TASK STATEMENT:
All of the records must come back exactly as they were given.

DATA SUPPLIED:

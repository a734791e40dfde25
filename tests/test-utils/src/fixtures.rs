//! Test fixtures for common test data

use crate::factories::{FundDetailsFactory, prices_from_returns};
use common::{FundDetails, PriceSample, SchemeCode};
use rstest::*;

/// Scheme code used by most service tests
pub const TEST_SCHEME_CODE: u32 = 123;

/// Benchmark symbol used by the default configuration
pub const TEST_BENCHMARK: &str = "^NSEI";

#[fixture]
pub fn scheme_code() -> SchemeCode {
    SchemeCode::new(TEST_SCHEME_CODE)
}

/// Raw record for [`TEST_SCHEME_CODE`]
#[fixture]
pub fn raw_fund() -> FundDetails {
    FundDetailsFactory::new(TEST_SCHEME_CODE)
        .with_name("Test Bluechip Fund - Direct Plan - Growth")
        .build()
}

/// Paired monthly return series with hand-checked ratios
#[derive(Debug, Clone)]
pub struct ReturnsFixture {
    pub fund: Vec<f64>,
    pub benchmark: Vec<f64>,
    pub risk_free_rate: f64,
}

impl ReturnsFixture {
    pub fn fund_prices(&self) -> Vec<PriceSample> {
        prices_from_returns(100.0, &self.fund)
    }

    pub fn benchmark_prices(&self) -> Vec<PriceSample> {
        prices_from_returns(20_000.0, &self.benchmark)
    }
}

/// Three months of fund and benchmark returns at 5.5% annual risk-free rate
#[fixture]
pub fn three_month_returns() -> ReturnsFixture {
    ReturnsFixture {
        fund: vec![0.01, 0.02, -0.01],
        benchmark: vec![0.005, 0.01, 0.0],
        risk_free_rate: 0.055,
    }
}

/// A year of monthly returns for a fund tracking its benchmark loosely
#[fixture]
pub fn twelve_month_returns() -> ReturnsFixture {
    ReturnsFixture {
        fund: vec![
            0.021, -0.013, 0.034, 0.008, -0.027, 0.015, 0.011, 0.029, -0.006, 0.018, -0.011, 0.024,
        ],
        benchmark: vec![
            0.017, -0.009, 0.025, 0.006, -0.021, 0.012, 0.009, 0.022, -0.004, 0.014, -0.008, 0.019,
        ],
        risk_free_rate: 0.055,
    }
}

SOLUTION TO THIS PROBLEM:
repository a734791e40dfde25
filename tests/test-utils/src/fixtures.rs
//! Test fixtures for common test data

use crate::factories::{FundDetailsFactory, prices_from_returns};
use common::{FundDetails, PriceSample, SchemeCode};
use rstest::*;

/// Scheme code used by most service tests
pub const TEST_SCHEME_CODE: u32 = 123;

/// Benchmark symbol used by the default configuration
pub const TEST_BENCHMARK: &str = "^NSEI";

#[fixture]
pub fn scheme_code() -> SchemeCode {
    SchemeCode::new(TEST_SCHEME_CODE)
}

/// Raw record for [`TEST_SCHEME_CODE`]
#[fixture]
pub fn raw_fund() -> FundDetails {
    FundDetailsFactory::new(TEST_SCHEME_CODE)
        .with_name("Test Bluechip Fund - Direct Plan - Growth")
        .build()
}

/// Paired monthly return series with hand-checked ratios
#[derive(Debug, Clone)]
pub struct ReturnsFixture {
    pub fund: Vec<f64>,
    pub benchmark: Vec<f64>,
    pub risk_free_rate: f64,
}

impl ReturnsFixture {
    pub fn fund_prices(&self) -> Vec<PriceSample> {
        prices_from_returns(100.0, &self.fund)
    }

    pub fn benchmark_prices(&self) -> Vec<PriceSample> {
        prices_from_returns(20_000.0, &self.benchmark)
    }
}

/// Three months of fund and benchmark returns at 5.5% annual risk-free rate
#[fixture]
pub fn three_month_returns() -> ReturnsFixture {
    ReturnsFixture {
        fund: vec![0.01, 0.02, -0.01],
        benchmark: vec![0.005, 0.01, 0.0],
        risk_free_rate: 0.055,
    }
}

/// A year of monthly returns for a fund tracking its benchmark loosely
#[fixture]
pub fn twelve_month_returns() -> ReturnsFixture {
    ReturnsFixture {
        fund: vec![
            0.021, -0.013, 0.034, 0.008, -0.027, 0.015, 0.011, 0.029, -0.006, 0.018, -0.011, 0.024,
        ],
        benchmark: vec![
            0.017, -0.009, 0.025, 0.006, -0.021, 0.012, 0.009, 0.022, -0.004, 0.014, -0.008, 0.019,
        ],
        risk_free_rate: 0.055,
    }
}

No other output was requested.